If you have seen an equation, which you probably have, it was given to you by an educator along with an explicit task... solve for x or get everything on one side of the equals sign. But equations don't give themselves to you in daily life. So where do they come from and what are they?

They are "models" - someone takes raw statistics or measurements and figures out "trends" and then finds a "common form" of an equation that comes as close as possible to explaining the data. A simple example is: width times height equals area. Someone back in ancient times probably measured a couple hundred pastures and looked at the data long enough to figure out a way to generalize it for any pasture as a time saver. The most common equations are so simple that we use them without realizing that we are using them.

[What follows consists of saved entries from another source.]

async fn accept_loop(server: Server, listener: TcpListener, acceptor: Option<TlsAcceptor>, cancel: CancellationToken) {
    // TLS handshakes in flight; aborted with the loop so none lands after shutdown.
    let mut handshakes = JoinSet::new();
    loop {
        let accepted = tokio::select! {
            _ = cancel.cancelled() => break,
            Some(_) = handshakes.join_next(), if !handshakes.is_empty() => continue,
            accepted = listener.accept() => accepted,
        };
        let (tcp, remote) = match accepted {
            Ok(accepted) => accepted,
            Err(e) => {
                server.emit_fail(&format!("Error accepting client: {}", e));
                continue;
            }
        };
        trace!("Server '{}' accepted {}", server.inner.id, remote);
        let _ = tcp.set_nodelay(true);
        let local = tcp.local_addr().ok();

        match &acceptor {
            None => server.register_client(tcp, remote, local).await,
            Some(acceptor) => {
                let acceptor = acceptor.clone();
                let server = server.clone();
                let timeout = server.heartbeat_defaults().timeout;
                handshakes.spawn(async move {
                    match tokio::time::timeout(timeout, acceptor.accept(tcp)).await {
                        Ok(Ok(stream)) => server.register_client(stream, remote, local).await,
                        Ok(Err(e)) => debug!("Server '{}' TLS handshake with {} failed: {}", server.inner.id, remote, e),
                        Err(_) => debug!("Server '{}' TLS handshake with {} timed out", server.inner.id, remote),
                    }
                });
            }
        }
    }
    handshakes.shutdown().await;
    trace!("Server '{}' accept loop terminated", server.inner.id);
}

async fn follow_defaults(peer: Peer, mut changes: broadcast::Receiver<DefaultsChange>) {
    let closed = peer.closed();
    tokio::pin!(closed);
    loop {
        let change = tokio::select! {
            _ = &mut closed => return,
            change = changes.recv() => change,
        };
        match change {
            Ok(DefaultsChange::HeartBeat { prev, new }) => peer.adopt_heartbeat(&prev, &new),
            Ok(DefaultsChange::Bye { prev, new }) => peer.adopt_bye(&prev, &new),
            Err(broadcast::error::RecvError::Lagged(missed)) => {
                warn!("Client '{}' missed {} server default changes", peer, missed);
            }
            Err(broadcast::error::RecvError::Closed) => return,
        }
    }
}
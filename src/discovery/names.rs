//! DNS-SD service-name escaping.
//!
//! `dns-sd` style tools print spaces as `\032`. Avahi also escapes `&`,
//! `(` and `)`.

const DNSSD: [(&str, &str); 1] = [(" ", "\\032")];
const AVAHI: [(&str, &str); 4] = [(" ", "\\032"), ("&", "\\038"), ("(", "\\040"), (")", "\\041")];

fn escape(name: &str, table: &[(&str, &str)]) -> String {
    table.iter().fold(name.to_string(), |name, (raw, escaped)| name.replace(raw, escaped))
}

fn unescape(name: &str, table: &[(&str, &str)]) -> String {
    table.iter().fold(name.to_string(), |name, (raw, escaped)| name.replace(escaped, raw))
}

pub fn encode_dnssd(name: &str) -> String {
    escape(name, &DNSSD)
}

pub fn decode_dnssd(name: &str) -> String {
    unescape(name, &DNSSD)
}

pub fn encode_avahi(name: &str) -> String {
    escape(name, &AVAHI)
}

pub fn decode_avahi(name: &str) -> String {
    unescape(name, &AVAHI)
}

#[cfg(test)]
mod tests {
    use super::*;

    #[test]
    fn dnssd_only_escapes_spaces() {
        assert_eq!(encode_dnssd("Living Room (TV)"), "Living\\032Room\\032(TV)");
        assert_eq!(decode_dnssd("Living\\032Room"), "Living Room");
    }

    #[test]
    fn avahi_escapes_punctuation() {
        let encoded = encode_avahi("Tom & Jerry (2)");
        assert_eq!(encoded, "Tom\\032\\038\\032Jerry\\032\\0402\\041");
        assert_eq!(decode_avahi(&encoded), "Tom & Jerry (2)");
    }
}
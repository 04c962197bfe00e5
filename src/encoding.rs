//! Charset and delimiter used to frame messages on a byte stream.
//!
//! Wire format: `<payload><delimiter>`, repeated. Payloads must not contain
//! the delimiter.

use std::borrow::Cow;
use std::io;

use bytes::{Buf, BufMut, BytesMut};
use serde::{Deserialize, Serialize};
use tokio_util::codec::{Decoder, Encoder};

pub const DEFAULT_DELIMITER: &str = "\n";

/// Text encoding used to turn frames into strings and back.
#[derive(Debug, Clone, Copy, PartialEq, Eq, Default, Serialize, Deserialize)]
pub enum Charset {
    #[default]
    #[serde(rename = "UTF-8")]
    Utf8,
    #[serde(rename = "ISO-8859-1")]
    Latin1,
    #[serde(rename = "US-ASCII")]
    Ascii,
}

impl Charset {
    pub fn encode<'a>(&self, text: &'a str) -> Cow<'a, [u8]> {
        match self {
            Charset::Utf8 => Cow::Borrowed(text.as_bytes()),
            Charset::Latin1 => Cow::Owned(
                text.chars()
                    .map(|c| if (c as u32) < 0x100 { c as u8 } else { b'?' })
                    .collect(),
            ),
            Charset::Ascii => Cow::Owned(
                text.chars()
                    .map(|c| if c.is_ascii() { c as u8 } else { b'?' })
                    .collect(),
            ),
        }
    }

    /// Decode bytes, replacing anything the charset can't represent.
    pub fn decode<'a>(&self, data: &'a [u8]) -> Cow<'a, str> {
        match self {
            Charset::Utf8 => String::from_utf8_lossy(data),
            Charset::Latin1 => Cow::Owned(data.iter().map(|&b| b as char).collect()),
            Charset::Ascii => Cow::Owned(
                data.iter()
                    .map(|&b| if b.is_ascii() { b as char } else { '\u{FFFD}' })
                    .collect(),
            ),
        }
    }
}

impl std::fmt::Display for Charset {
    fn fmt(&self, f: &mut std::fmt::Formatter<'_>) -> std::fmt::Result {
        let name = match self {
            Charset::Utf8 => "UTF-8",
            Charset::Latin1 => "ISO-8859-1",
            Charset::Ascii => "US-ASCII",
        };
        f.write_str(name)
    }
}

/// A value configured either as raw bytes or as text in the connection charset.
///
/// Setting one form replaces the other.
#[derive(Debug, Clone, PartialEq, Eq, Serialize, Deserialize)]
#[serde(rename_all = "lowercase")]
pub enum Token {
    Text(String),
    Bytes(Vec<u8>),
}

impl Token {
    pub fn to_bytes(&self, charset: Charset) -> Vec<u8> {
        match self {
            Token::Text(text) => charset.encode(text).into_owned(),
            Token::Bytes(bytes) => bytes.clone(),
        }
    }

    pub fn to_text(&self, charset: Charset) -> String {
        match self {
            Token::Text(text) => text.clone(),
            Token::Bytes(bytes) => charset.decode(bytes).into_owned(),
        }
    }
}

impl From<&str> for Token {
    fn from(text: &str) -> Self {
        Token::Text(text.to_string())
    }
}

impl From<Vec<u8>> for Token {
    fn from(bytes: Vec<u8>) -> Self {
        Token::Bytes(bytes)
    }
}

/// Charset and delimiter of one connection.
#[derive(Debug, Clone, PartialEq, Eq, Serialize, Deserialize)]
#[serde(default)]
pub struct DataEncoding {
    pub charset: Charset,
    pub delimiter: Token,
}

impl Default for DataEncoding {
    fn default() -> Self {
        Self {
            charset: Charset::Utf8,
            delimiter: Token::Text(DEFAULT_DELIMITER.to_string()),
        }
    }
}

impl DataEncoding {
    pub fn new(charset: Charset, delimiter: impl Into<Token>) -> Self {
        Self {
            charset,
            delimiter: delimiter.into(),
        }
    }

    pub fn delimiter_bytes(&self) -> Vec<u8> {
        self.delimiter.to_bytes(self.charset)
    }

    pub fn delimiter_text(&self) -> String {
        self.delimiter.to_text(self.charset)
    }

    pub fn set_delimiter_bytes(&mut self, delimiter: Vec<u8>) {
        self.delimiter = Token::Bytes(delimiter);
    }

    pub fn set_delimiter_text(&mut self, delimiter: &str) {
        self.delimiter = Token::Text(delimiter.to_string());
    }

    pub fn codec(&self) -> DelimiterCodec {
        DelimiterCodec::new(self.delimiter_bytes())
    }
}

/// Splits a byte stream on a fixed delimiter.
///
/// Bytes that follow a delimiter in the same read stay buffered and are
/// returned by the next `decode` call, one frame per call. Empty frames
/// between two delimiters are skipped.
#[derive(Debug, Clone)]
pub struct DelimiterCodec {
    delimiter: Vec<u8>,
    // Where the next delimiter search starts; bytes before it were already scanned.
    next_index: usize,
}

impl DelimiterCodec {
    pub fn new(delimiter: Vec<u8>) -> Self {
        Self {
            delimiter,
            next_index: 0,
        }
    }

    pub fn delimiter(&self) -> &[u8] {
        &self.delimiter
    }
}

fn find(haystack: &[u8], needle: &[u8]) -> Option<usize> {
    if needle.is_empty() || haystack.len() < needle.len() {
        return None;
    }
    haystack.windows(needle.len()).position(|w| w == needle)
}

impl Decoder for DelimiterCodec {
    type Item = BytesMut;
    type Error = io::Error;

    fn decode(&mut self, src: &mut BytesMut) -> Result<Option<BytesMut>, io::Error> {
        if self.delimiter.is_empty() {
            return Err(io::Error::new(io::ErrorKind::InvalidInput, "empty delimiter"));
        }
        loop {
            // Back off by delimiter length - 1 so a delimiter split across reads
            // is found. The buffer may have been replaced since the last call.
            let start = self
                .next_index
                .min(src.len())
                .saturating_sub(self.delimiter.len() - 1);
            match find(&src[start..], &self.delimiter) {
                Some(offset) => {
                    let frame = src.split_to(start + offset);
                    src.advance(self.delimiter.len());
                    self.next_index = 0;
                    if !frame.is_empty() {
                        return Ok(Some(frame));
                    }
                }
                None => {
                    self.next_index = src.len();
                    return Ok(None);
                }
            }
        }
    }

    fn decode_eof(&mut self, src: &mut BytesMut) -> Result<Option<BytesMut>, io::Error> {
        match self.decode(src)? {
            Some(frame) => Ok(Some(frame)),
            None if src.is_empty() => Ok(None),
            None => Err(io::Error::new(
                io::ErrorKind::UnexpectedEof,
                "Incomplete data received but remote peer disconnected, data will be discarded",
            )),
        }
    }
}

impl<T: AsRef<[u8]>> Encoder<T> for DelimiterCodec {
    type Error = io::Error;

    fn encode(&mut self, item: T, dst: &mut BytesMut) -> Result<(), io::Error> {
        let payload = item.as_ref();
        dst.reserve(payload.len() + self.delimiter.len());
        dst.put_slice(payload);
        dst.put_slice(&self.delimiter);
        Ok(())
    }
}

#[cfg(test)]
mod tests {
    use super::*;

    fn decode_all(codec: &mut DelimiterCodec, buf: &mut BytesMut) -> Vec<Vec<u8>> {
        let mut frames = Vec::new();
        while let Some(frame) = codec.decode(buf).unwrap() {
            frames.push(frame.to_vec());
        }
        frames
    }

    #[test]
    fn pipelined_frames_come_out_one_by_one() {
        let mut codec = DelimiterCodec::new(b"#END#".to_vec());
        let mut buf = BytesMut::from(&b"one#END#two#END#thr"[..]);
        assert_eq!(decode_all(&mut codec, &mut buf), vec![b"one".to_vec(), b"two".to_vec()]);
        assert_eq!(&buf[..], b"thr");

        buf.extend_from_slice(b"ee#END#");
        assert_eq!(decode_all(&mut codec, &mut buf), vec![b"three".to_vec()]);
        assert!(buf.is_empty());
    }

    #[test]
    fn delimiter_split_across_reads() {
        let mut codec = DelimiterCodec::new(b"#END#".to_vec());
        let mut buf = BytesMut::from(&b"payload#EN"[..]);
        assert!(codec.decode(&mut buf).unwrap().is_none());
        buf.extend_from_slice(b"D#");
        assert_eq!(codec.decode(&mut buf).unwrap().unwrap().to_vec(), b"payload".to_vec());
    }

    #[test]
    fn byte_by_byte_stream() {
        let mut codec = DelimiterCodec::new(b"\r\n".to_vec());
        let mut buf = BytesMut::new();
        let mut frames = Vec::new();
        for b in b"ab\r\n\r\ncd\r\n" {
            buf.put_u8(*b);
            frames.extend(decode_all(&mut codec, &mut buf));
        }
        assert_eq!(frames, vec![b"ab".to_vec(), b"cd".to_vec()]);
    }

    #[test]
    fn empty_frames_are_skipped() {
        let mut codec = DelimiterCodec::new(b"\n".to_vec());
        let mut buf = BytesMut::from(&b"\n\none\n\n"[..]);
        assert_eq!(decode_all(&mut codec, &mut buf), vec![b"one".to_vec()]);
        assert!(buf.is_empty());
    }

    #[test]
    fn replaced_buffer_is_scanned_from_its_start() {
        let mut codec = DelimiterCodec::new(b"\n".to_vec());
        let mut buf = BytesMut::from(&b"partial"[..]);
        assert!(codec.decode(&mut buf).unwrap().is_none());

        let mut fresh = BytesMut::from(&b"ok\n"[..]);
        assert_eq!(codec.decode(&mut fresh).unwrap().unwrap().to_vec(), b"ok".to_vec());
    }

    #[test]
    fn eof_with_partial_frame_is_an_error() {
        let mut codec = DelimiterCodec::new(b"\n".to_vec());
        let mut buf = BytesMut::from(&b"partial"[..]);
        let err = codec.decode_eof(&mut buf).unwrap_err();
        assert_eq!(err.kind(), io::ErrorKind::UnexpectedEof);

        let mut empty = BytesMut::new();
        assert!(codec.decode_eof(&mut empty).unwrap().is_none());
    }

    #[test]
    fn encoder_appends_delimiter() {
        let mut codec = DelimiterCodec::new(b"#".to_vec());
        let mut dst = BytesMut::new();
        codec.encode(b"hi", &mut dst).unwrap();
        assert_eq!(&dst[..], b"hi#");
    }

    #[test]
    fn latin1_roundtrips_high_bytes() {
        let text = Charset::Latin1.decode(&[0x63, 0x61, 0x66, 0xE9]);
        assert_eq!(text, "café");
        assert_eq!(Charset::Latin1.encode("café").as_ref(), &[0x63, 0x61, 0x66, 0xE9]);
        assert_eq!(Charset::Ascii.encode("café").as_ref(), b"caf?");
    }

    #[test]
    fn delimiter_forms_are_interchangeable() {
        let mut enc = DataEncoding::default();
        assert_eq!(enc.delimiter_bytes(), b"\n".to_vec());
        enc.set_delimiter_bytes(b"#-#".to_vec());
        assert_eq!(enc.delimiter_text(), "#-#");
        enc.set_delimiter_text("##");
        assert_eq!(enc.delimiter, Token::Text("##".into()));
    }
}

I am studying probabilities, which use the same models. By definition, an equation is a probability if the area is 1. The model is usually some scale and solving the equation for a part of the area gives you the corresponding probability of that part of the model. Here is an example. A common form of an equation is a exponential. Most commonly seen as: y equals "e" to the power of negative x. It starts out very small and then gets large very fast. In probabilities is is often used to model the lifetime of a part. The part is more likely (y, the probability, is a progressively bigger number) to die later (as x becomes a larger number) in the timescale as opposed to earlier. This is where math becomes so much easier when the equation is looked at as a picture.

Some key points:

Setting the equation equal to zero and solving for x (using any method such as completing the square, quadratic equation, etc.) just tells you what value of x has a corresponding y=0. In probabilities this means, when there is zero/no chance of x occuring. (Meaning the part can never die under those circumstances.) This is just as important in many other applications. In physics, when y=0 might mean the tank will not explode or the project is finished or earliest point that the shuttle will escape Earth's atmosphere successfully. Anyway, you get the idea. Solving for the x that corresponds to a y=0 is important. They just never tell you why when you are learning the 20 different methods to do it. (Nor do they tell you that the 20 things they are teaching you are different methods to get at the same result, so you never know what the thing you are learning is for... they tell you the good stuff well after everyone else has lost interest.)